▶ **Problem**:
For each line in the material below that holds "String", copy that line.

▶ **Records for the exercise**:
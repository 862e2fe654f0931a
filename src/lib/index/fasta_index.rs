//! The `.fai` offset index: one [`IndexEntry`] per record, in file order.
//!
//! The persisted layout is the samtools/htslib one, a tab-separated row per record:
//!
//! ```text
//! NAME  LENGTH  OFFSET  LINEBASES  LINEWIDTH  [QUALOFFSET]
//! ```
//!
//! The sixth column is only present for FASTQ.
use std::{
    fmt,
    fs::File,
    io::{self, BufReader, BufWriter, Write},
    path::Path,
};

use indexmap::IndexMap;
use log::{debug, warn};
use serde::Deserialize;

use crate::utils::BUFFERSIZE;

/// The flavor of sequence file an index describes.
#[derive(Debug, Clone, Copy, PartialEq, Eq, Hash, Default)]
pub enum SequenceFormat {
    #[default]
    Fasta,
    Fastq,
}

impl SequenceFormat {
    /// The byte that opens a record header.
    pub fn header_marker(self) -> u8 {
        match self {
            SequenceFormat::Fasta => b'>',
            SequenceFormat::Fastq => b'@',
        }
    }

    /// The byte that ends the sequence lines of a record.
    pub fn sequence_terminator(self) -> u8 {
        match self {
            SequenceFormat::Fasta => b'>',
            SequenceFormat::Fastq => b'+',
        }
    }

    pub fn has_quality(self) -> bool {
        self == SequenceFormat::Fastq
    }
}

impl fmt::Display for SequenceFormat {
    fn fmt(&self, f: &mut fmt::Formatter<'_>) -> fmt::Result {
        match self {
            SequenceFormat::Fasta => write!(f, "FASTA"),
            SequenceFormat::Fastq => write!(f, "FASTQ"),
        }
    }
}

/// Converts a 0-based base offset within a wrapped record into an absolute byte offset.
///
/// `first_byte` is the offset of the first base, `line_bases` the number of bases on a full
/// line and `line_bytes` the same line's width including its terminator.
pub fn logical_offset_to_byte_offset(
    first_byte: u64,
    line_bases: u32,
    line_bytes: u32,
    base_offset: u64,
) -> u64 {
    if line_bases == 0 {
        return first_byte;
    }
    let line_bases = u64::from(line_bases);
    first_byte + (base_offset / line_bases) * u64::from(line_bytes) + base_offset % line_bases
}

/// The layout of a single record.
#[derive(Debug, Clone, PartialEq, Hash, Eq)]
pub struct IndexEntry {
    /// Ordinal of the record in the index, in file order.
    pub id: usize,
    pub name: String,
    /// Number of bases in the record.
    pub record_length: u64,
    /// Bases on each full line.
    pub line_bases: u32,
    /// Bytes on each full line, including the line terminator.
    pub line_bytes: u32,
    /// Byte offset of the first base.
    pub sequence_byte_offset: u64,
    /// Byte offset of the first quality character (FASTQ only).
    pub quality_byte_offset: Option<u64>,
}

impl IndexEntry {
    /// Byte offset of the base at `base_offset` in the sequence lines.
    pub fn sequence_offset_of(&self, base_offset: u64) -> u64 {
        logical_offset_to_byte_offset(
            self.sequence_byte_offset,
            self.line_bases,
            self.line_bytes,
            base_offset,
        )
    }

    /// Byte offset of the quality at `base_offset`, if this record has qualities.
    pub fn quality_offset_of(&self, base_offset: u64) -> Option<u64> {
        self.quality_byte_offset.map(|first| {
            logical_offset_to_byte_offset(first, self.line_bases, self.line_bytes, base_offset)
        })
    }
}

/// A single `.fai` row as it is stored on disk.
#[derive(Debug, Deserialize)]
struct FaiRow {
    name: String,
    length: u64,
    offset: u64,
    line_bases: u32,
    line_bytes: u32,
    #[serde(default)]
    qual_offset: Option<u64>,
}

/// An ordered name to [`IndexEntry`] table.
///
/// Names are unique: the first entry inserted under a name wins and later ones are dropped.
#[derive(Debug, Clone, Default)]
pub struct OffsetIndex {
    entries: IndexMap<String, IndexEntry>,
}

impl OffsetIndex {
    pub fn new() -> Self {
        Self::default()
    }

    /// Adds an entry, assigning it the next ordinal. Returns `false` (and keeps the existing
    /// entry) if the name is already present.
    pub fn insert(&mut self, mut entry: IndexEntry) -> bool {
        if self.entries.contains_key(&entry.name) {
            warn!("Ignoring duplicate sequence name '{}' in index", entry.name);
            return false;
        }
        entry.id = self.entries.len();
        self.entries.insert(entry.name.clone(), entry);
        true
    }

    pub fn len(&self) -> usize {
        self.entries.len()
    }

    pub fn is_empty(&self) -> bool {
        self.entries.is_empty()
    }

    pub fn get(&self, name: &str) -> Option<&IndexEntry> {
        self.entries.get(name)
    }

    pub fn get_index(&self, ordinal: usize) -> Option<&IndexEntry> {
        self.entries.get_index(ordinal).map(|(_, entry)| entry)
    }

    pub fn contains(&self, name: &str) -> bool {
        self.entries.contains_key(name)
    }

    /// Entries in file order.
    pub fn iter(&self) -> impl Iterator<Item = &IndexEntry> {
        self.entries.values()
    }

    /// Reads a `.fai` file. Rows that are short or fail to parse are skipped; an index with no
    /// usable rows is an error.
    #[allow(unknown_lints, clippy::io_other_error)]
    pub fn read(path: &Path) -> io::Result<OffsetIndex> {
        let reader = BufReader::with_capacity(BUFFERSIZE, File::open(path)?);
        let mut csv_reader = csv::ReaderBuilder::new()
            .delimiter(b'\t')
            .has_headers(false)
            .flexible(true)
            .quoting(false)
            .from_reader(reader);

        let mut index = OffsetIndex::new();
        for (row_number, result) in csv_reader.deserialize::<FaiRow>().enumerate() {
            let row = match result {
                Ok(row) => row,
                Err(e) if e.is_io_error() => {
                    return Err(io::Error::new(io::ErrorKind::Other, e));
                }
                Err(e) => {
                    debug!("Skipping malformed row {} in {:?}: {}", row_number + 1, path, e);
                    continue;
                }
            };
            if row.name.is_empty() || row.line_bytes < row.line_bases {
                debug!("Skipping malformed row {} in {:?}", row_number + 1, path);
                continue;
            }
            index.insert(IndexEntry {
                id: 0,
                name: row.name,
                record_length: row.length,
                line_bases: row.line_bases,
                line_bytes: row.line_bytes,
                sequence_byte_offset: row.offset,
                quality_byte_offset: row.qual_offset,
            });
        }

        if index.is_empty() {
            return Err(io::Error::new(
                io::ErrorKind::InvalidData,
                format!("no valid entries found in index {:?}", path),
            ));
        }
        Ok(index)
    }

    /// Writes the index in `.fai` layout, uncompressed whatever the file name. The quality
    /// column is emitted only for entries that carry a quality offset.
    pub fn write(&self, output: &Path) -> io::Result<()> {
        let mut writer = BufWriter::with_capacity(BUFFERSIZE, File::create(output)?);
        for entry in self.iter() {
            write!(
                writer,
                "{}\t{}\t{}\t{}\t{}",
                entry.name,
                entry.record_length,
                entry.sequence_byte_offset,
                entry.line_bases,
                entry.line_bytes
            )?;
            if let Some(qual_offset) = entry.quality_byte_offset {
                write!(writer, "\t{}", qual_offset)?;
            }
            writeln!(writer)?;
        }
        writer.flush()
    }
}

▶ **Answer area**:
    pub name: String,
    name: String,
    entries: IndexMap<String, IndexEntry>,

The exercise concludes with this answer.